● Work task
Every line that appears in the listing is to be set down verbatim.
*** Block opens ***
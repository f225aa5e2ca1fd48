use std::fmt;
use std::sync::Arc;

use async_trait::async_trait;
use serde::{Deserialize, Serialize};
use tokio::sync::oneshot;

use rex_types::{Digest, GenesisDescriptor, Round, ValidatedBlock};

use crate::error::{StoreError, StoreResult};

/// Parameters used to open a storage engine connection.
#[derive(Clone, PartialEq, Eq, Serialize, Deserialize)]
pub struct ConnectionParams {
    pub connection_string: String,
    pub max_conn: u32,
    pub read_only: bool,
}

impl fmt::Debug for ConnectionParams {
    // Connection strings routinely embed passwords.
    fn fmt(&self, f: &mut fmt::Formatter<'_>) -> fmt::Result {
        f.debug_struct("ConnectionParams")
            .field("connection_string", &"<redacted>")
            .field("max_conn", &self.max_conn)
            .field("read_only", &self.read_only)
            .finish()
    }
}

/// Receiving side of an engine's readiness notification.
///
/// An engine may return from [`StorageEngine::open`] before it can serve
/// requests (for example while migrations run). Callers must await
/// [`ReadySignal::wait`] before using the handle.
#[derive(Debug)]
pub struct ReadySignal(oneshot::Receiver<StoreResult<()>>);

/// Sending side of a [`ReadySignal`].
#[derive(Debug)]
pub struct ReadyNotifier(oneshot::Sender<StoreResult<()>>);

impl ReadySignal {
    /// Linked notifier and signal.
    pub fn channel() -> (ReadyNotifier, ReadySignal) {
        let (tx, rx) = oneshot::channel();
        (ReadyNotifier(tx), ReadySignal(rx))
    }

    /// A signal that is already ready.
    pub fn ready() -> Self {
        let (notifier, signal) = Self::channel();
        notifier.notify(Ok(()));
        signal
    }

    /// Block until the engine reports ready or fails.
    pub async fn wait(self) -> StoreResult<()> {
        match self.0.await {
            Ok(result) => result,
            Err(_) => Err(StoreError::Connection(
                "storage engine dropped its ready signal".into(),
            )),
        }
    }
}

impl ReadyNotifier {
    /// Report readiness, or the reason the engine cannot serve.
    pub fn notify(self, result: StoreResult<()>) {
        // The waiter may have given up already.
        let _ = self.0.send(result);
    }
}

/// An open connection to a storage engine.
#[async_trait]
pub trait StorageHandle: Send + Sync {
    /// The round the engine expects to receive next.
    ///
    /// Returns [`StoreError::NotInitialized`] if genesis is missing.
    async fn next_round_to_accept(&self) -> StoreResult<Round>;

    /// Hash of the imported genesis, or `None` before bootstrap.
    async fn genesis_hash(&self) -> StoreResult<Option<Digest>>;

    /// Import baseline state. After this the next round to accept is 0.
    async fn load_genesis(&self, genesis: &GenesisDescriptor) -> StoreResult<()>;

    /// Durably persist one validated block.
    async fn add_block(&self, block: &ValidatedBlock) -> StoreResult<()>;

    /// Delete data for every round strictly below `keep_from`.
    ///
    /// Returns the number of rounds removed.
    async fn delete_before(&self, keep_from: Round) -> StoreResult<u64>;

    /// Release the connection. Further calls fail with [`StoreError::Closed`].
    fn close(&self);
}

/// Factory for [`StorageHandle`]s.
#[async_trait]
pub trait StorageEngine: Send + Sync {
    /// Backend name, used in log lines.
    fn name(&self) -> &str;

    async fn open(
        &self,
        params: &ConnectionParams,
    ) -> StoreResult<(Arc<dyn StorageHandle>, ReadySignal)>;
}

#[cfg(test)]
mod tests {
    use super::*;

    #[tokio::test]
    async fn ready_signal_delivers_result() {
        assert!(ReadySignal::ready().wait().await.is_ok());

        let (notifier, signal) = ReadySignal::channel();
        notifier.notify(Err(StoreError::Backend("migration failed".into())));
        assert_eq!(
            signal.wait().await,
            Err(StoreError::Backend("migration failed".into()))
        );
    }

    #[tokio::test]
    async fn dropped_notifier_is_a_connection_error() {
        let (notifier, signal) = ReadySignal::channel();
        drop(notifier);
        assert!(matches!(signal.wait().await, Err(StoreError::Connection(_))));
    }

    #[test]
    fn debug_redacts_connection_string() {
        let params = ConnectionParams {
            connection_string: "password=hunter2".into(),
            max_conn: 4,
            read_only: false,
        };
        let rendered = format!("{params:?}");
        assert!(!rendered.contains("hunter2"));
        assert!(rendered.contains("max_conn: 4"));
    }
}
*** Block closes ***
● Answer to this problem
repository f225aa5e2ca1fd48
use std::fmt;
use std::sync::Arc;

use async_trait::async_trait;
use serde::{Deserialize, Serialize};
use tokio::sync::oneshot;

use rex_types::{Digest, GenesisDescriptor, Round, ValidatedBlock};

use crate::error::{StoreError, StoreResult};

/// Parameters used to open a storage engine connection.
#[derive(Clone, PartialEq, Eq, Serialize, Deserialize)]
pub struct ConnectionParams {
    pub connection_string: String,
    pub max_conn: u32,
    pub read_only: bool,
}

impl fmt::Debug for ConnectionParams {
    // Connection strings routinely embed passwords.
    fn fmt(&self, f: &mut fmt::Formatter<'_>) -> fmt::Result {
        f.debug_struct("ConnectionParams")
            .field("connection_string", &"<redacted>")
            .field("max_conn", &self.max_conn)
            .field("read_only", &self.read_only)
            .finish()
    }
}

/// Receiving side of an engine's readiness notification.
///
/// An engine may return from [`StorageEngine::open`] before it can serve
/// requests (for example while migrations run). Callers must await
/// [`ReadySignal::wait`] before using the handle.
#[derive(Debug)]
pub struct ReadySignal(oneshot::Receiver<StoreResult<()>>);

/// Sending side of a [`ReadySignal`].
#[derive(Debug)]
pub struct ReadyNotifier(oneshot::Sender<StoreResult<()>>);

impl ReadySignal {
    /// Linked notifier and signal.
    pub fn channel() -> (ReadyNotifier, ReadySignal) {
        let (tx, rx) = oneshot::channel();
        (ReadyNotifier(tx), ReadySignal(rx))
    }

    /// A signal that is already ready.
    pub fn ready() -> Self {
        let (notifier, signal) = Self::channel();
        notifier.notify(Ok(()));
        signal
    }

    /// Block until the engine reports ready or fails.
    pub async fn wait(self) -> StoreResult<()> {
        match self.0.await {
            Ok(result) => result,
            Err(_) => Err(StoreError::Connection(
                "storage engine dropped its ready signal".into(),
            )),
        }
    }
}

impl ReadyNotifier {
    /// Report readiness, or the reason the engine cannot serve.
    pub fn notify(self, result: StoreResult<()>) {
        // The waiter may have given up already.
        let _ = self.0.send(result);
    }
}

/// An open connection to a storage engine.
#[async_trait]
pub trait StorageHandle: Send + Sync {
    /// The round the engine expects to receive next.
    ///
    /// Returns [`StoreError::NotInitialized`] if genesis is missing.
    async fn next_round_to_accept(&self) -> StoreResult<Round>;

    /// Hash of the imported genesis, or `None` before bootstrap.
    async fn genesis_hash(&self) -> StoreResult<Option<Digest>>;

    /// Import baseline state. After this the next round to accept is 0.
    async fn load_genesis(&self, genesis: &GenesisDescriptor) -> StoreResult<()>;

    /// Durably persist one validated block.
    async fn add_block(&self, block: &ValidatedBlock) -> StoreResult<()>;

    /// Delete data for every round strictly below `keep_from`.
    ///
    /// Returns the number of rounds removed.
    async fn delete_before(&self, keep_from: Round) -> StoreResult<u64>;

    /// Release the connection. Further calls fail with [`StoreError::Closed`].
    fn close(&self);
}

/// Factory for [`StorageHandle`]s.
#[async_trait]
pub trait StorageEngine: Send + Sync {
    /// Backend name, used in log lines.
    fn name(&self) -> &str;

    async fn open(
        &self,
        params: &ConnectionParams,
    ) -> StoreResult<(Arc<dyn StorageHandle>, ReadySignal)>;
}

#[cfg(test)]
mod tests {
    use super::*;

    #[tokio::test]
    async fn ready_signal_delivers_result() {
        assert!(ReadySignal::ready().wait().await.is_ok());

        let (notifier, signal) = ReadySignal::channel();
        notifier.notify(Err(StoreError::Backend("migration failed".into())));
        assert_eq!(
            signal.wait().await,
            Err(StoreError::Backend("migration failed".into()))
        );
    }

    #[tokio::test]
    async fn dropped_notifier_is_a_connection_error() {
        let (notifier, signal) = ReadySignal::channel();
        drop(notifier);
        assert!(matches!(signal.wait().await, Err(StoreError::Connection(_))));
    }

    #[test]
    fn debug_redacts_connection_string() {
        let params = ConnectionParams {
            connection_string: "password=hunter2".into(),
            max_conn: 4,
            read_only: false,
        };
        let rendered = format!("{params:?}");
        assert!(!rendered.contains("hunter2"));
        assert!(rendered.contains("max_conn: 4"));
    }
}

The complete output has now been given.